What Grace Brewer also emphasized is that in their field, accessibility features are highly helpful. Creating a UI design for vulnerable people or people with disabilities is a very complex and sensitive work. You have to be mindful of all the special needs your end-user might have.
“The addition of the accessibility features has been very valuable to our team. Being a healthcare software company, accessibility is extremely relevant and important to our clients. The ability to actually show our stakeholders how designs may look to those with different forms of color blindness has been a particularly meaningful addition.”
UXPin being browser-based is a big relief as well. The online repository allows quick access to all their work. They can simply share a prototype to cooperate easily and edit during deadlines. Not having to switch through a lot of tools or look for the most recent version but simply maintaining one common prototype saves them a lot of unnecessary work. Which at the end of the day, saves the company money, as you hire designers not to send files back and forth, but for their creativity and expertise.
UXPin’s top features according to Netsmart
- Browser-based,
- Accessibility,
- Conditional Logic,
- Variables,
- Interactions,
- Spec Mode,
- Symbols,
- Design Systems,
- Comment Mode.
What did Netsmart gain with UXPin?
First of all, in simple words, they can create images and make them interactive. And that changes a lot when your work is generating healthcare apps. The time they save while eliminating double work of design, describing interactions, handoff to the developers, is incomparable.

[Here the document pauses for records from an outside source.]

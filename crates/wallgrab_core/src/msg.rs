use crate::{Entry, EntryIssue};

#[derive(Debug, Clone, PartialEq, Eq)]
pub enum Msg {
    /// Begin the crawl at page 1.
    Start,
    /// The requested page was fetched and parsed.
    PageLoaded {
        entries: Vec<Entry>,
        issues: Vec<EntryIssue>,
    },
    /// The requested page could not be fetched or parsed.
    PageFailed { message: String },
    /// The inter-page pause is over.
    PauseElapsed,
}
/// Tags accepted when no whitelist is configured.
pub const DEFAULT_WHITELIST: &[&str] = &[
    "2bwm",
    "4dwm",
    "9wm",
    "awesome",
    "awesomewm",
    "bspwm",
    "chunkwm",
    "cinnamon",
    "cwm",
    "dwm",
    "evilwm",
    "exwm",
    "gaps",
    "frankenwm",
    "fvwm",
    "hlwm",
    "herbstluftwm",
    "i3",
    "i3gaps",
    "i3-gaps",
    "i3wm",
    "i3-wm",
    "icewm",
    "lxqt",
    "manjaro",
    "mate",
    "pekwm",
    "qtile",
    "spectrwm",
    "sway",
    "eveningwm",
    "termux",
    "twm",
    "uwurawrxdwm",
    "vtwm",
    "xfce",
    "windowmaker",
];

/// Immutable set of accepted tags, normalized and sorted once at construction.
#[derive(Debug, Clone, PartialEq, Eq)]
pub struct Whitelist {
    tags: Vec<String>,
}

impl Whitelist {
    /// Tags are trimmed and lowercased; empty ones are dropped.
    pub fn new<I, S>(tags: I) -> Self
    where
        I: IntoIterator<Item = S>,
        S: AsRef<str>,
    {
        let mut tags: Vec<String> = tags
            .into_iter()
            .map(|tag| tag.as_ref().trim().to_lowercase())
            .filter(|tag| !tag.is_empty())
            .collect();
        tags.sort();
        tags.dedup();
        Self { tags }
    }

    /// The whitelist built from [`DEFAULT_WHITELIST`].
    pub fn builtin() -> Self {
        Self::new(DEFAULT_WHITELIST)
    }

    pub fn contains(&self, tag: &str) -> bool {
        self.position(tag).is_some()
    }

    /// Index of `tag` in sorted order.
    pub fn position(&self, tag: &str) -> Option<usize> {
        self.tags.binary_search_by(|probe| probe.as_str().cmp(tag)).ok()
    }

    pub fn len(&self) -> usize {
        self.tags.len()
    }

    pub fn is_empty(&self) -> bool {
        self.tags.is_empty()
    }

    pub fn iter(&self) -> impl Iterator<Item = &str> {
        self.tags.iter().map(String::as_str)
    }
}

/// Sorts `items` byte-wise in place and returns the lowest index of `text`.
///
/// Prefer [`Whitelist`] for repeated lookups; this re-sorts on every call.
pub fn find_element(items: &mut [String], text: &str) -> Option<usize> {
    items.sort();
    let location = items.partition_point(|item| item.as_str() < text);
    match items.get(location) {
        Some(item) if item == text => Some(location),
        _ => None,
    }
}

They created their own look and feel and it lined up with the Design Systems. This way instead of doing the mundane work of creating all the designs from scratch, the team can rather focus on software solutions and usability. User testing became much easier too with the prototypes that look and feel almost like the real product.
“The ability to create full, realistic interactions has helped stakeholders better understand our designs, enabled our clients to usability test our prototypes more effectively, and allowed other roles in the org to demo our work with much more ease.”
What has kept the Netsmart team excited to use UXPin for almost three years – Grace admitted – are all the helpful improvements and new features added in that time. With UXPin as their design tool of choice, they can create technology that helps people when they need it the most.